I do not think if these girls had known the feelings that were within Miss Lance’s breast that they would have been able to retain their respective feelings towards her—Betty of adoration or Bee of hostility. She had lived a life of adventure, and she had come already on various occasions to the very eve of such a settled condition of life as would have made further adventure unnecessary and impossible—but something had always come in the way. Something so often comes in the way of such a career. The stolid people who are incapable of any skilful combinations go on and prosper, while those who have wasted so much cleverness or much wit, so much trouble—and disturbed the lives of others and risked their own—fail just at the moment of success. I am sometimes very sorry for the poor adventurers. Miss Lance went to Curzon Street with all her wits painfully about her, knowing that she was about to stand for her life. It seemed the most extraordinary spite of fate that this should have happened in the house of Aubrey Leigh. She would have had in any case a disagreeable moment enough between Charlie Kingsward and his father, but it was too much to have the other brought in. The man whom she had so wronged, the family (for she knew that his mother was there also) who knew all about her, who could tell everything, and stop her on the very threshold of the new life—that new life in which there would be no equivocal circumstances, nothing that she could be reproached with, only duty and kindness. So often she seemed to have been just within sight of that halcyon spot where she would need to scheme no more, where duty and every virtuous thing would be natural and easy. Was the failure to come all over again?

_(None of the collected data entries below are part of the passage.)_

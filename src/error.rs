use std::time::Duration;

use serde::Serialize;
use thiserror::Error;

/// Convenience result type for expression parsing.
pub type ParseResult<T> = Result<T, ParseError>;
/// Convenience result type for rule-set construction.
pub type RuleResult<T> = Result<T, RuleError>;
/// Convenience result type for row evaluation.
pub type EvalResult<T> = Result<T, EvalError>;
/// Convenience result type for table sources.
pub type SourceResult<T> = Result<T, SourceError>;
/// Convenience result type for report sinks.
pub type SinkResult<T> = Result<T, SinkError>;
/// Convenience result type for a whole generate job.
pub type JobResult<T> = Result<T, JobError>;

/// Error returned by the expression parser.
///
/// Positions are byte offsets into the expression text.
#[derive(Debug, Clone, PartialEq, Eq, Error)]
pub enum ParseError {
    /// Malformed token stream.
    #[error("syntax error at offset {position}: {message}")]
    Syntax { position: usize, message: String },

    /// Call to a function outside the whitelist.
    #[error("unknown function '{name}' at offset {position}")]
    UnknownIdentifier { name: String, position: usize },

    /// Reference to a column that is not visible to the expression.
    #[error("unknown column '{name}' at offset {position}")]
    UnknownColumn { name: String, position: usize },

    /// A recognisable construct that the rule grammar does not allow.
    #[error("unsupported operation at offset {position}: {construct}")]
    UnsupportedOperation { construct: String, position: usize },
}

/// Definition-time error for a rule set. Always detected before any row is read.
#[derive(Debug, Error)]
pub enum RuleError {
    #[error("rule '{rule}': syntax error at offset {position}: {message}")]
    Syntax {
        rule: String,
        position: usize,
        message: String,
    },

    #[error("rule '{rule}': unknown function '{name}'")]
    UnknownIdentifier { rule: String, name: String },

    #[error("rule '{rule}': unsupported operation: {construct}")]
    UnsupportedOperation { rule: String, construct: String },

    #[error("rule '{rule}': unknown column '{column}'")]
    UnknownColumn { rule: String, column: String },

    /// The named rules depend on each other's outputs (in declaration order).
    #[error("cyclic dependency between rules: {}", .rules.join(", "))]
    CyclicDependency { rules: Vec<String> },

    #[error("rule '{rule}' is defined more than once")]
    DuplicateRule { rule: String },

    /// The rule document itself could not be read (bad JSON/YAML, non-string expression, ...).
    #[error("invalid rule document: {message}")]
    InvalidDocument { message: String },

    #[error("io error reading rules: {0}")]
    Io(#[from] std::io::Error),
}

/// Classification of a [`RuleError`], reported by validation-only callers.
#[derive(Debug, Clone, Copy, PartialEq, Eq, Hash, Serialize)]
pub enum RuleErrorKind {
    SyntaxError,
    UnknownIdentifierError,
    UnsupportedOperationError,
    UnknownColumnError,
    CyclicDependencyError,
    DuplicateRuleError,
    InvalidDocumentError,
}

impl RuleError {
    /// Attach a rule name to a parser error.
    pub fn from_parse(rule: &str, err: ParseError) -> Self {
        let rule = rule.to_string();
        match err {
            ParseError::Syntax { position, message } => Self::Syntax {
                rule,
                position,
                message,
            },
            ParseError::UnknownIdentifier { name, .. } => Self::UnknownIdentifier { rule, name },
            ParseError::UnknownColumn { name, .. } => Self::UnknownColumn { rule, column: name },
            ParseError::UnsupportedOperation { construct, .. } => {
                Self::UnsupportedOperation { rule, construct }
            }
        }
    }

    /// The error classification.
    pub fn kind(&self) -> RuleErrorKind {
        match self {
            Self::Syntax { .. } => RuleErrorKind::SyntaxError,
            Self::UnknownIdentifier { .. } => RuleErrorKind::UnknownIdentifierError,
            Self::UnsupportedOperation { .. } => RuleErrorKind::UnsupportedOperationError,
            Self::UnknownColumn { .. } => RuleErrorKind::UnknownColumnError,
            Self::CyclicDependency { .. } => RuleErrorKind::CyclicDependencyError,
            Self::DuplicateRule { .. } => RuleErrorKind::DuplicateRuleError,
            Self::InvalidDocument { .. } | Self::Io(_) => RuleErrorKind::InvalidDocumentError,
        }
    }

    /// Name of the offending rule (the first member for cycles), if the error concerns one.
    pub fn rule(&self) -> Option<&str> {
        match self {
            Self::Syntax { rule, .. }
            | Self::UnknownIdentifier { rule, .. }
            | Self::UnsupportedOperation { rule, .. }
            | Self::UnknownColumn { rule, .. }
            | Self::DuplicateRule { rule } => Some(rule),
            Self::CyclicDependency { rules } => rules.first().map(String::as_str),
            Self::InvalidDocument { .. } | Self::Io(_) => None,
        }
    }
}

/// Row-level evaluation error. Recorded against the row; the chunk keeps going.
#[derive(Debug, Clone, PartialEq, Eq, Error)]
pub enum EvalError {
    /// Non-numeric operand to an arithmetic operator or numeric function.
    #[error("type mismatch: '{operation}' expects numeric operands, found {found}")]
    TypeMismatch {
        operation: &'static str,
        found: &'static str,
    },

    /// Division by zero under [`crate::expr::DivisionByZeroPolicy::Fail`].
    #[error("division by zero")]
    DivisionByZero,

    #[error("invalid argument to {function}(): {message}")]
    InvalidArgument {
        function: &'static str,
        message: String,
    },
}

/// Error type returned by table sources and reference loading.
#[derive(Debug, Error)]
pub enum SourceError {
    /// Underlying I/O error (e.g. file not found, permission denied).
    #[error("io error: {0}")]
    Io(#[from] std::io::Error),

    #[cfg(feature = "excel")]
    /// Excel read error (feature-gated behind `excel`).
    #[error("excel error: {0}")]
    Excel(#[from] calamine::Error),

    /// CSV read error.
    #[error("csv error: {0}")]
    Csv(#[from] csv::Error),

    /// JSON read error.
    #[error("json error: {0}")]
    Json(#[from] serde_json::Error),

    /// Parquet read error.
    #[error("parquet error: {0}")]
    Parquet(#[from] parquet::errors::ParquetError),

    /// The input does not conform to the provided schema (missing columns, etc.).
    #[error("schema mismatch: {message}")]
    SchemaMismatch { message: String },

    /// The source format could not be determined or is not enabled.
    #[error("unsupported source format: {message}")]
    UnsupportedFormat { message: String },

    /// A row could not be read into the schema (wrong field count, unparseable value).
    #[error("malformed row at line {line} column '{column}': {message} (raw='{raw}')")]
    MalformedRow {
        line: u64,
        column: String,
        raw: String,
        message: String,
    },

    /// The reference data contains the same join key more than once.
    #[error("ambiguous join key {key} in reference data (lines {first_line} and {duplicate_line})")]
    AmbiguousJoinKey {
        key: String,
        first_line: u64,
        duplicate_line: u64,
    },
}

/// Error type returned by report sinks.
#[derive(Debug, Error)]
pub enum SinkError {
    #[error("io error: {0}")]
    Io(#[from] std::io::Error),

    #[error("csv error: {0}")]
    Csv(#[from] csv::Error),

    #[error("json error: {0}")]
    Json(#[from] serde_json::Error),

    #[error("xlsx error: {0}")]
    Xlsx(#[from] rust_xlsxwriter::XlsxError),

    /// The staged output could not be moved to its final name.
    #[error("failed to publish report: {0}")]
    Persist(#[from] tempfile::PersistError),

    /// A chunk does not match the schema the sink was opened with.
    #[error("schema mismatch: {message}")]
    SchemaMismatch { message: String },

    #[error("unsupported output encoding '{name}' (expected csv, xlsx or json)")]
    UnsupportedEncoding { name: String },
}

/// Terminal failure of a generate job.
#[derive(Debug, Error)]
pub enum JobError {
    #[error("invalid options: {message}")]
    InvalidOptions { message: String },

    #[error(transparent)]
    Rules(#[from] RuleError),

    #[error("source error: {0}")]
    Source(#[from] SourceError),

    #[error("sink error: {0}")]
    Sink(#[from] SinkError),

    /// A chunk could not be processed at all (as opposed to per-row failures).
    #[error("chunk {chunk} failed: {message}")]
    Chunk { chunk: usize, message: String },

    #[error("worker panicked while processing chunk {chunk}: {message}")]
    WorkerPanicked { chunk: usize, message: String },

    #[error("failed to build worker pool: {0}")]
    WorkerPool(#[from] rayon::ThreadPoolBuildError),

    #[error("job exceeded its timeout after {elapsed:?}")]
    Timeout { elapsed: Duration },

    #[error("job was cancelled")]
    Cancelled,
}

She was little more than an adventuress, this troubled woman, and yet it was not without something of the exalted feeling of one who is about to stand for his life, for emancipation and freedom to do well and all that is best in existence, that she walked through the streets towards her fate. Truth alone was possible with the Leighs, who knew everything about her past, and could not be persuaded or turned from their certainty by any explanations. But poor Charlie! Bare truth was not possible with him, whom she had sacrificed lightly to the amusement of the moment, whom she could never have married or made the instrument of building up her fortune except in the way which, to do her justice she had not foreseen, through the access he had given her to his father. How was she to satisfy that foolish, hot-headed boy?—and how to stop the mouths of the others in the background?—and how to persuade Colonel Kingsward that circumstances alone were against her—that she herself was not to blame? She did not conceal from herself any of these difficulties, but she was too brave a woman to fly before them. She preferred to walk, and to walk alone, to this trial which awaited her, in order to subdue her nerves and get the aid of the fresh air and solitude to steady her being. She was going to stand for her life.